The amount of oxygen our brains use increased by 600 percent compared to 350 percent for our brain size over the course of our evolutionary history. This is important. What would cause an increase in oxygen consumption to the brain? Endurance running. There was further selection in our skeleton for endurance running in our morphology such as the semicircular canal radii. The first humanlike semicircular canal radii were found in Erectus (Spoor, Wood, and Zonneveid, 1994). This meant that we had the ability for running and other agile behaviors which were then selected for. There is also little to no activation of the gluteus medius while walking (Lee et al, 2014), implying that it evolved for more efficient endurance running.

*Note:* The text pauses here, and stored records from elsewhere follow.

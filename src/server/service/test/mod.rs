mod reward;
mod welcome;
use super::*;

/// Tests approving a completed submission.
///
/// Verifies that the record becomes approved with a review time and an audit note naming
/// the approver.
///
/// Expected: Some with status approved
#[tokio::test]
async fn approves_completed_submission() -> Result<(), DbErr> {
    let test = TestBuilder::new().with_quest_tables().build().await.unwrap();
    let db = test.db.as_ref().unwrap();

    let quest = factory::create_quest(db, GUILD).await?;
    QuestProgressFactory::new(db, &quest, USER)
        .status("completed")
        .build()
        .await?;

    let progress = QuestService::new(db)
        .approve_quest(&quest.quest_id, USER_ID, 9)
        .await
        .unwrap()
        .unwrap();

    assert_eq!(progress.status, ProgressStatus::Approved);
    assert!(progress.approved_at.is_some());
    assert_eq!(progress.approval_status, "Approved by 9");

    Ok(())
}

/// Tests rejecting a completed submission.
///
/// Verifies that the reason is recorded in the audit note.
///
/// Expected: Some with status rejected
#[tokio::test]
async fn rejects_completed_submission() -> Result<(), DbErr> {
    let test = TestBuilder::new().with_quest_tables().build().await.unwrap();
    let db = test.db.as_ref().unwrap();

    let quest = factory::create_quest(db, GUILD).await?;
    QuestProgressFactory::new(db, &quest, USER)
        .status("completed")
        .build()
        .await?;

    let progress = QuestService::new(db)
        .reject_quest(&quest.quest_id, USER_ID, 9, "blurry screenshot")
        .await
        .unwrap()
        .unwrap();

    assert_eq!(progress.status, ProgressStatus::Rejected);
    assert!(progress.approved_at.is_some());
    assert_eq!(progress.approval_status, "Rejected by 9: blurry screenshot");

    Ok(())
}

/// Tests reviewing records that are not awaiting review.
///
/// Verifies that approve and reject both refuse accepted, approved and rejected records
/// without changing them.
///
/// Expected: None for every call, statuses unchanged
#[tokio::test]
async fn refuses_review_outside_completed() -> Result<(), DbErr> {
    let test = TestBuilder::new().with_quest_tables().build().await.unwrap();
    let db = test.db.as_ref().unwrap();

    let quest = factory::create_quest(db, GUILD).await?;
    let cases = [
        (1, ProgressStatus::Accepted),
        (2, ProgressStatus::Approved),
        (3, ProgressStatus::Rejected),
    ];
    for (user_id, status) in cases {
        QuestProgressFactory::new(db, &quest, user_id.to_string())
            .status(status.as_str())
            .build()
            .await?;
    }
    let service = QuestService::new(db);

    for (user_id, status) in cases {
        assert!(service
            .approve_quest(&quest.quest_id, user_id, 9)
            .await
            .unwrap()
            .is_none());
        assert!(service
            .reject_quest(&quest.quest_id, user_id, 9, "no")
            .await
            .unwrap()
            .is_none());

        let progress = service
            .get_progress(&quest.quest_id, user_id)
            .await
            .unwrap()
            .unwrap();
        assert_eq!(progress.status, status);
    }

    Ok(())
}

/// Tests listing submissions awaiting review.
///
/// Verifies that only completed records of the guild are returned, oldest submission
/// first.
///
/// Expected: two pending approvals in submission order
#[tokio::test]
async fn lists_pending_approvals_oldest_first() -> Result<(), DbErr> {
    let test = TestBuilder::new().with_quest_tables().build().await.unwrap();
    let db = test.db.as_ref().unwrap();

    let quest = factory::create_quest(db, GUILD).await?;
    QuestProgressFactory::new(db, &quest, "2")
        .status("completed")
        .completed_at(Utc::now() - Duration::hours(1))
        .build()
        .await?;
    QuestProgressFactory::new(db, &quest, "1")
        .status("completed")
        .completed_at(Utc::now() - Duration::hours(3))
        .build()
        .await?;
    QuestProgressFactory::new(db, &quest, "3")
        .status("approved")
        .build()
        .await?;

    let pending = QuestService::new(db)
        .get_pending_approvals(GUILD_ID)
        .await
        .unwrap();

    let users: Vec<u64> = pending.iter().map(|p| p.progress.user_id).collect();
    assert_eq!(users, vec![1, 2]);
    assert!(pending.iter().all(|p| p.quest.quest_id == quest.quest_id));

    Ok(())
}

Controlling for body mass in humans, extinct hominins and great apes, Raichlen and Polk (2012) found significant positive correlations with encephalization quotient and hindlimb length (0.93), anterior and posterior radii (0.77 and 0.66 respectively), which support the idea that human athletic ability is tied to neurobiological evolution. A man that was a better athlete compared to another would have a better chance to pass on his genes, as physical fitness is a good predictor of biological fitness. Putting this all together, selection improved our aerobic capacity over our evolutionary history by specifically altering signaling systems responsible for metabolism and oxygen intake (BDNF, VEGF, and IGF-1 (insulin-like growth factor 1), responsible for the regulation of growth hormone), which are important for blood flow, increased muscle capillary density, and a larger brain.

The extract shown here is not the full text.